THE RECORDS START

//! Integration tests for the SQLite device directory
//!
//! These tests verify that:
//! - Devices and workloads survive a reopen of the database
//! - Status writes update the liveness columns
//! - Duplicate MAC addresses are rejected
//! - Pagination returns devices in insertion order

use assert_matches::assert_matches;
use chrono::{Duration, TimeZone, Utc};
use netwatch::storage::sqlite::SqliteDirectory;
use netwatch::storage::{DeviceDirectory, DeviceStore, NewWorkload, StorageError, WorkloadType};
use pretty_assertions::assert_eq;
use tempfile::tempdir;

use crate::helpers::new_device;

fn workload(name: &str, workload_type: WorkloadType) -> NewWorkload {
    NewWorkload {
        name: name.to_string(),
        workload_type,
        port: None,
        definition: None,
        run_as_user: None,
        run_as_group: None,
        image: None,
        container_id: None,
    }
}

#[tokio::test]
async fn test_devices_persist_across_reopen() {
    let temp_dir = tempdir().unwrap();
    let db_path = temp_dir.path().join("netwatch.db");

    let id = {
        let directory = SqliteDirectory::new(&db_path).await.unwrap();
        let device = directory
            .create_device(new_device("aa:aa:aa:aa:aa:01", Some("192.168.1.10")))
            .await
            .unwrap();
        directory
            .create_workload(
                device.id,
                NewWorkload {
                    port: Some(8080),
                    image: Some("nginx:latest".to_string()),
                    ..workload("web", WorkloadType::DockerContainer)
                },
            )
            .await
            .unwrap();
        directory.close().await;
        device.id
    };

    let directory = SqliteDirectory::new(&db_path).await.unwrap();
    let device = directory.get_device(id).await.unwrap().unwrap();

    assert_eq!(device.mac_address, "aa:aa:aa:aa:aa:01");
    assert_eq!(device.ip_address.as_deref(), Some("192.168.1.10"));
    assert!(!device.is_online);
    assert_eq!(device.workloads.len(), 1);
    assert_eq!(device.workloads[0].port, Some(8080));
    assert_eq!(device.workloads[0].status, "unknown");
    assert_eq!(device.workloads[0].workload_type, WorkloadType::DockerContainer);
}

#[tokio::test]
async fn test_record_status_updates_liveness_columns() {
    let temp_dir = tempdir().unwrap();
    let directory = SqliteDirectory::new(temp_dir.path().join("netwatch.db"))
        .await
        .unwrap();

    let device = directory
        .create_device(new_device("aa:aa:aa:aa:aa:01", Some("192.168.1.10")))
        .await
        .unwrap();

    let online_at = Utc.timestamp_millis_opt(1_700_000_000_000).unwrap();
    directory.record_status(device.id, true, online_at).await.unwrap();

    let stored = directory.get_device(device.id).await.unwrap().unwrap();
    assert!(stored.is_online);
    assert_eq!(stored.last_seen, Some(online_at));
    assert_eq!(stored.last_status_change, Some(online_at));

    directory.record_status(device.id, true, online_at).await.unwrap();
    let twice = directory.get_device(device.id).await.unwrap().unwrap();
    assert_eq!(twice, stored);

    let offline_at = online_at + Duration::seconds(30);
    directory
        .record_status(device.id, false, offline_at)
        .await
        .unwrap();
    let stored = directory.get_device(device.id).await.unwrap().unwrap();

    directory
        .record_status(device.id, false, offline_at)
        .await
        .unwrap();
    let twice = directory.get_device(device.id).await.unwrap().unwrap();
    assert_eq!(twice, stored);

    assert!(!stored.is_online);
    assert_eq!(stored.last_seen, Some(online_at));
    assert_eq!(stored.last_status_change, Some(offline_at));

    let monitored = directory.list_monitorable().await.unwrap();
    assert_eq!(monitored.len(), 1);
    assert!(!monitored[0].is_online);
    assert_eq!(monitored[0].probe_target(), Some("192.168.1.10"));
}

#[tokio::test]
async fn test_record_status_unknown_device_is_not_found() {
    let temp_dir = tempdir().unwrap();
    let directory = SqliteDirectory::new(temp_dir.path().join("netwatch.db"))
        .await
        .unwrap();

    let result = directory.record_status(404, true, Utc::now()).await;
    assert_matches!(result, Err(StorageError::NotFound(_)));
}

#[tokio::test]
async fn test_duplicate_mac_is_conflict() {
    let temp_dir = tempdir().unwrap();
    let directory = SqliteDirectory::new(temp_dir.path().join("netwatch.db"))
        .await
        .unwrap();

    directory
        .create_device(new_device("aa:aa:aa:aa:aa:01", None))
        .await
        .unwrap();
    let result = directory
        .create_device(new_device("aa:aa:aa:aa:aa:01", Some("10.0.0.1")))
        .await;

    assert_matches!(result, Err(StorageError::Conflict(_)));
}

#[tokio::test]
async fn test_list_devices_paginates_in_order() {
    let temp_dir = tempdir().unwrap();
    let directory = SqliteDirectory::new(temp_dir.path().join("netwatch.db"))
        .await
        .unwrap();

    for i in 1..=5 {
        let device = directory
            .create_device(new_device(&format!("aa:aa:aa:aa:aa:0{i}"), None))
            .await
            .unwrap();
        directory
            .create_workload(device.id, workload(&format!("unit-{i}"), WorkloadType::SystemdUnit))
            .await
            .unwrap();
    }

    let page = directory.list_devices(1, 2).await.unwrap();
    let macs: Vec<_> = page.iter().map(|d| d.mac_address.as_str()).collect();
    assert_eq!(macs, vec!["aa:aa:aa:aa:aa:02", "aa:aa:aa:aa:aa:03"]);
    assert_eq!(page[0].workloads[0].name, "unit-2");
    assert_eq!(page[1].workloads[0].name, "unit-3");

    let found = directory
        .get_device_by_mac("aa:aa:aa:aa:aa:05")
        .await
        .unwrap();
    assert!(found.is_some());
    assert!(directory.get_device_by_mac("ff:ff").await.unwrap().is_none());
}

#[tokio::test]
async fn test_workload_for_missing_device_is_not_found() {
    let temp_dir = tempdir().unwrap();
    let directory = SqliteDirectory::new(temp_dir.path().join("netwatch.db"))
        .await
        .unwrap();

    let result = directory
        .create_workload(7, workload("orphan", WorkloadType::Process))
        .await;
    assert_matches!(result, Err(StorageError::NotFound(_)));
}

THE RECORDS END

Return every line from the material that contains the word "monitored".

- RESPONSE TO THIS EXERCISE -
    let monitored = directory.list_monitorable().await.unwrap();
    assert_eq!(monitored.len(), 1);
    assert!(!monitored[0].is_online);
    assert_eq!(monitored[0].probe_target(), Some("192.168.1.10"));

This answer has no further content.